Peneliti Klaim Vaksin BCG Bisa Lindungi Diri dari Covid-19, ini Kata pendahuluan WHO

–>

Suara. com awut-awutan Para ilmuwan cukup mencari tahu penyebab beberapa negara berkembang menunjukkan tingkat kematian jauh lebih rendah akibat virus corona Covid-19.

Penelitian oleh Asisten Profesor Luis Escobar dari Sekolah Tinggi Sumber Daya Alam dan Lingkungan di National Institutes of Health pula meneliti Bacille Calmette-Guerin (BCG), vaksin tuberkulosis yang secara rutin diberikan kepada anak-anak di negara-negara secara tingkat infeksi tuberkulosis tinggi.

Mereka menemukan bahwa vaksin tuberkulosis tersebut memainkan peran penting dalam mengurangi nilai kematian akibat virus corona Covid-19. Temuan ini pun dipublikasikan pada Prosiding National Academy of Science.

“Dalam penelitian awal, kami menemukan bahwa negara dengan tingkat vaksinasi BCG tinggi memiliki tingkat kematian bertambah rendah, ” jelas Escobar, seorang anggota fakultas di Departemen Konservasi Ikan dan Satwa Liar dikutip dari Medical Express.

Tetapi, Escobar berpendapat bahwa pada setiap negara berbeda. Contohnya, Guatemala mempunyai populasi yang lebih muda daripada Italia. Sehingga penelitiannya harus menyelaraskan pada data untuk mengakomodasi perbedaan tersebut.

Escobar bekerja sama dengan para peneliti NIH Alvaro Molina-Cruz dan Carolina Barillas-Mury, mengumpulkan data kematian kasus virus corona Covid-19 dalam seluruh dunia.

Peneliti mencari jalan menciptakan vaksin virus corona. (ANTARA/Shutterstock/am. )

Bersandarkan data itu, tim peneliti menyelaraskan variabel, seperti pendapatan, akses ke layanan pendidikan dan kesehatan, ukuran, kepadatan populasi dan distribusi leler.

Melalui seluruh variabel, hasilnya menunjukkan bahwa negara dengan tingkat vaksinasi BCG yang lebih tinggi memiliki tingkat kematian yang lebih rendah akibat virus corona Covid-19.

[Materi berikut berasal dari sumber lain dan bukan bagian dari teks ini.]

//! Stateful encoding of data elements to a byte sink.
//!
//! The stateful encoder wraps a transfer-syntax specific element encoder
//! and enforces the value padding rules: every element value is written
//! with an even number of bytes, padded once with the VR's padding byte
//! when necessary.

use dcm_core::header::{DataElementHeader, Length, Tag, VR};
use dcm_core::value::PrimitiveValue;
use dcm_encoding::transfer_syntax::{DynEncoder, TransferSyntax};
use snafu::{Backtrace, ResultExt, Snafu};
use std::io::Write;

#[derive(Debug, Snafu)]
#[non_exhaustive]
pub enum Error {
    #[snafu(display("unsupported transfer syntax `{}`", uid))]
    UnsupportedTransferSyntax { uid: String, backtrace: Backtrace },

    #[snafu(display("failed to encode data"))]
    EncodeData {
        #[snafu(backtrace)]
        source: dcm_encoding::encode::Error,
    },

    #[snafu(display("failed to write value data"))]
    WriteValueData {
        backtrace: Backtrace,
        source: std::io::Error,
    },
}

pub type Result<T> = std::result::Result<T, Error>;

/// A stateful encoder over a byte sink.
pub struct StatefulEncoder<'w, W> {
    to: W,
    encoder: DynEncoder<'w, W>,
    bytes_written: u64,
}

impl<'w, W> StatefulEncoder<'w, W>
where
    W: Write + 'w,
{
    /// Create a stateful encoder for the given transfer syntax.
    pub fn new_with(to: W, ts: &TransferSyntax) -> Result<Self> {
        let encoder = ts
            .encoder_for()
            .ok_or_else(|| UnsupportedTransferSyntaxSnafu { uid: ts.uid() }.build())?;
        Ok(StatefulEncoder {
            to,
            encoder,
            bytes_written: 0,
        })
    }

    /// The number of bytes written so far.
    pub fn bytes_written(&self) -> u64 {
        self.bytes_written
    }

    /// Recover the byte sink.
    pub fn into_inner(self) -> W {
        self.to
    }

    /// Encode a whole primitive data element: header and value,
    /// with the value padded to even length.
    ///
    /// The length recorded in the written header is the padded length,
    /// regardless of the length carried in `header`.
    pub fn encode_element(
        &mut self,
        header: DataElementHeader,
        value: &PrimitiveValue,
    ) -> Result<()> {
        let len = value.len() as u32;
        let padded = len + (len & 1);
        let header = DataElementHeader {
            len: Length(padded),
            ..header
        };
        let header_bytes = self
            .encoder
            .encode_element_header(&mut self.to, header)
            .context(EncodeDataSnafu)?;
        self.encoder
            .encode_primitive(&mut self.to, header.vr, value)
            .context(EncodeDataSnafu)?;
        if len & 1 == 1 {
            self.to
                .write_all(&[header.vr.padding()])
                .context(WriteValueDataSnafu)?;
        }
        self.bytes_written += header_bytes as u64 + u64::from(padded);
        Ok(())
    }

    /// Encode a bare data element header.
    pub fn encode_element_header(&mut self, header: DataElementHeader) -> Result<()> {
        let bytes = self
            .encoder
            .encode_element_header(&mut self.to, header)
            .context(EncodeDataSnafu)?;
        self.bytes_written += bytes as u64;
        Ok(())
    }

    /// Encode the header of a sequence element with the given
    /// declared length.
    pub fn encode_sequence_header(&mut self, tag: Tag, len: Length) -> Result<()> {
        self.encode_element_header(DataElementHeader::new(tag, VR::SQ, len))
    }

    /// Encode an item header with the given declared length.
    pub fn encode_item_header(&mut self, len: u32) -> Result<()> {
        self.encoder
            .encode_item_header(&mut self.to, len)
            .context(EncodeDataSnafu)?;
        self.bytes_written += 8;
        Ok(())
    }

    /// Encode an item delimitation item.
    pub fn encode_item_delimiter(&mut self) -> Result<()> {
        self.encoder
            .encode_item_delimiter(&mut self.to)
            .context(EncodeDataSnafu)?;
        self.bytes_written += 8;
        Ok(())
    }

    /// Encode a sequence delimitation item.
    pub fn encode_sequence_delimiter(&mut self) -> Result<()> {
        self.encoder
            .encode_sequence_delimiter(&mut self.to)
            .context(EncodeDataSnafu)?;
        self.bytes_written += 8;
        Ok(())
    }

    /// Write raw bytes as they are, padding to even length
    /// with the null byte.
    pub fn write_bytes_padded(&mut self, data: &[u8]) -> Result<()> {
        self.to.write_all(data).context(WriteValueDataSnafu)?;
        self.bytes_written += data.len() as u64;
        if data.len() & 1 == 1 {
            self.to.write_all(&[0]).context(WriteValueDataSnafu)?;
            self.bytes_written += 1;
        }
        Ok(())
    }

    /// Write raw bytes as they are.
    pub fn write_bytes(&mut self, data: &[u8]) -> Result<()> {
        self.to.write_all(data).context(WriteValueDataSnafu)?;
        self.bytes_written += data.len() as u64;
        Ok(())
    }
}

#[cfg(test)]
mod tests {
    use super::*;
    use dcm_encoding::transfer_syntax::entries;

    #[test]
    fn odd_values_are_padded_once() {
        // UI "1.2.3" (5 bytes) must be padded with NUL to 6
        let mut encoder =
            StatefulEncoder::new_with(Vec::new(), &entries::EXPLICIT_VR_LITTLE_ENDIAN).unwrap();
        let header =
            DataElementHeader::new(Tag(0x0020, 0x000D), VR::UI, Length(5));
        encoder
            .encode_element(header, &PrimitiveValue::from_text("1.2.3"))
            .unwrap();
        let out = encoder.into_inner();
        assert_eq!(
            out,
            vec![
                0x20, 0x00, 0x0D, 0x00, b'U', b'I', 0x06, 0x00, b'1', b'.', b'2', b'.', b'3', 0x00,
            ]
        );
    }

    #[test]
    fn odd_text_values_are_padded_with_space() {
        let mut encoder =
            StatefulEncoder::new_with(Vec::new(), &entries::EXPLICIT_VR_LITTLE_ENDIAN).unwrap();
        let header = DataElementHeader::new(Tag(0x0008, 0x0060), VR::CS, Length(3));
        encoder
            .encode_element(header, &PrimitiveValue::from_text("NMR"))
            .unwrap();
        let out = encoder.into_inner();
        assert_eq!(&out[8..], b"NMR ");
        assert_eq!(out[6], 4); // recorded length is the padded one
    }

    #[test]
    fn bytes_written_accumulates() {
        let mut encoder =
            StatefulEncoder::new_with(Vec::new(), &entries::IMPLICIT_VR_LITTLE_ENDIAN).unwrap();
        let header = DataElementHeader::new(Tag(0x0008, 0x0060), VR::CS, Length(2));
        encoder
            .encode_element(header, &PrimitiveValue::from_text("CT"))
            .unwrap();
        assert_eq!(encoder.bytes_written(), 10);
    }
}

Salah satu sampel dengan menonjol adalah Jerman, yang memiliki rencana vaksin berbeda sebelum penyatuan negara pada tahun 1990.

Sementara, Jerman Barat menyediakan vaksin BCG untuk bayi dari tahun 1961 had 1998, Jerman Timur memulai vaksinasi BCG satu dekade dan berhenti tahun 1975.

Artinya, orang Jerman yang lebih tua adalah populasi memutar berisiko bila terinfeksi virus corona Covid-19. Dalam hal ini, provinsi Jerman Timur lebih terlindungi daripada Jerman Barat. Data terakhir pun menunjukkan Jerman Barat memiliki nilai kematian 2, 9 kali lebih tinggi daripada Jerman Timur.

“Tujuan penerapan vaksin BCG untuk melindungi pasien virus corona Covid-19 yang parah dengan cara merangsang kekebalan tubuh yang lebih luas dan segera, ” kata Escobar.

Karena, vaksin BCG ini telah terbukti memberikan pelestarian siang yang luas bagi sebanyak penyakit pernapasan akibat virus, selain TBC.

Namun, Organisasi Kesehatan Dunia (WHO) mengatakan bahwa tidak ada bahan kalau vaksin BCG bisa melindungi orang dari infeksi virus corona Covid-19. Bahkan WHO juga tak merekomendasikan vaksin BCG sebagai kegiatan pencegahan.

Era ini ada uji klinis yang sedang berlangsung untuk mencari masukan kemampuan vaksin BCG untuk menyerahkan perlindungan daru virus corona dalam orang dewasa.